The right of return in the spotlight of the international community
The right of return of displaced peoples is enshrined in international law and diplomatic norms. This principle has been confirmed by numerous legal precedents and international resolutions, including the International Court of Justice of November 2023 and the European Parliament resolutions of March and October 2024.
In particular, on November 17, 2023, the International Court of Justice (ICJ) ruled that Azerbaijan is obliged to ensure the “safe, unhindered and prompt return” of the Armenian population of Nagorno-Karabakh and to prevent future displacement by force or intimidation.
On September 2, 2024, the International Association of Genocide Scholars (IAGS) adopted a resolution on Nagorno-Karabakh.
The resolution recognizes that the blockade of the Lachin Corridor from December 2022 to September 2023 created living conditions intended to destroy the ethnic Armenian population and caused severe physical and psychological harm, which, under the 1948 UN Convention on the Prevention and Punishment of the Crime of Genocide, constitutes genocide. The bombing of civilian settlements, as well as the torture and killing of Armenian prisoners of war and civilians, are qualified as violations of international humanitarian law. Finally, it calls on the international community to take effective measures to guarantee the safe return of Armenians forcibly displaced from Nagorno-Karabakh, as affirmed by the ICJ in its order of November 17, 2023.
On October 23, 2024, the European Parliament adopted a resolution on “The situation in Azerbaijan, violations of human rights and international law, and relations with Armenia.”
In its Article 15, the resolution calls for the full implementation of all rulings of the International Court of Justice, including the order of November 17, 2023, and reiterates its call on the Azerbaijani authorities to allow the safe return of the Armenian population to Nagorno-Karabakh, providing strong guarantees for the protection of their rights, including land and property rights.

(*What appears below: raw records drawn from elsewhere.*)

//! Mapping from raw transport failures to [`OutcomeError`].

use serde_json::Value;

use crate::error::OutcomeError;

/// What went wrong at the transport level, before classification.
#[derive(Debug, Clone, PartialEq)]
pub enum TransportFailure {
    /// The per-call deadline elapsed.
    TimedOut,
    /// Request dispatched, no response received (DNS, refused, unreachable).
    NoResponse { reason: String },
    /// A response arrived with a non-success status.
    Status { status: u16, body: Option<Value> },
    /// Anything else, e.g. an undecodable success body.
    Other { message: Option<String> },
}

impl From<reqwest::Error> for TransportFailure {
    fn from(err: reqwest::Error) -> Self {
        // Timeout first: a connect that times out also reports is_connect().
        if err.is_timeout() {
            TransportFailure::TimedOut
        } else if err.is_connect() || err.is_request() {
            TransportFailure::NoResponse {
                reason: err.to_string(),
            }
        } else {
            TransportFailure::Other {
                message: Some(err.to_string()),
            }
        }
    }
}

/// Classify a transport failure.
pub fn classify(failure: TransportFailure) -> OutcomeError {
    match failure {
        TransportFailure::TimedOut => OutcomeError::Timeout,
        TransportFailure::NoResponse { .. } => OutcomeError::ConnectionError,
        TransportFailure::Status { status, body } => OutcomeError::ServerError {
            status,
            message: body
                .as_ref()
                .and_then(server_message)
                .unwrap_or_else(|| format!("Server error: {}", status)),
        },
        TransportFailure::Other { message } => OutcomeError::unknown(message.unwrap_or_default()),
    }
}

/// Pick the human-readable message out of an error body: `detail` first, then `message`.
fn server_message(body: &Value) -> Option<String> {
    ["detail", "message"]
        .iter()
        .find_map(|key| body.get(*key).and_then(render_message))
}

fn render_message(value: &Value) -> Option<String> {
    let rendered = match value {
        Value::Null => return None,
        Value::String(s) => s.clone(),
        // FastAPI validation errors: [{"loc": [...], "msg": "...", "type": "..."}]
        Value::Array(items) => items
            .iter()
            .map(|item| match item.get("msg").and_then(Value::as_str) {
                Some(msg) => msg.to_string(),
                None => match item {
                    Value::String(s) => s.clone(),
                    other => other.to_string(),
                },
            })
            .collect::<Vec<_>>()
            .join("; "),
        other => other.to_string(),
    };

    if rendered.trim().is_empty() {
        None
    } else {
        Some(rendered)
    }
}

Furthermore, the resolution urges Azerbaijan to ensure the protection of the identity of the forcibly displaced persons, as well as their civil, cultural, social, and religious rights, and to refrain from any rhetoric that could incite discrimination against Armenians.
The forced displacement of over 150,000 Armenians from Artsakh clearly constitutes a crime under international law, as established by ICTY precedent and the Rome Statute's definition of forcible transfer. The convergence of international legal opinion—from the International Court of Justice's binding order to the European Parliament's resolutions—provides an unambiguous legal framework condemning these actions and mandating the right of return. Yet legal precedent and international resolutions remain meaningless without enforcement, leaving the displaced Armenians' fundamental rights dependent on the international community's commitment and the political will that has yet to materialize.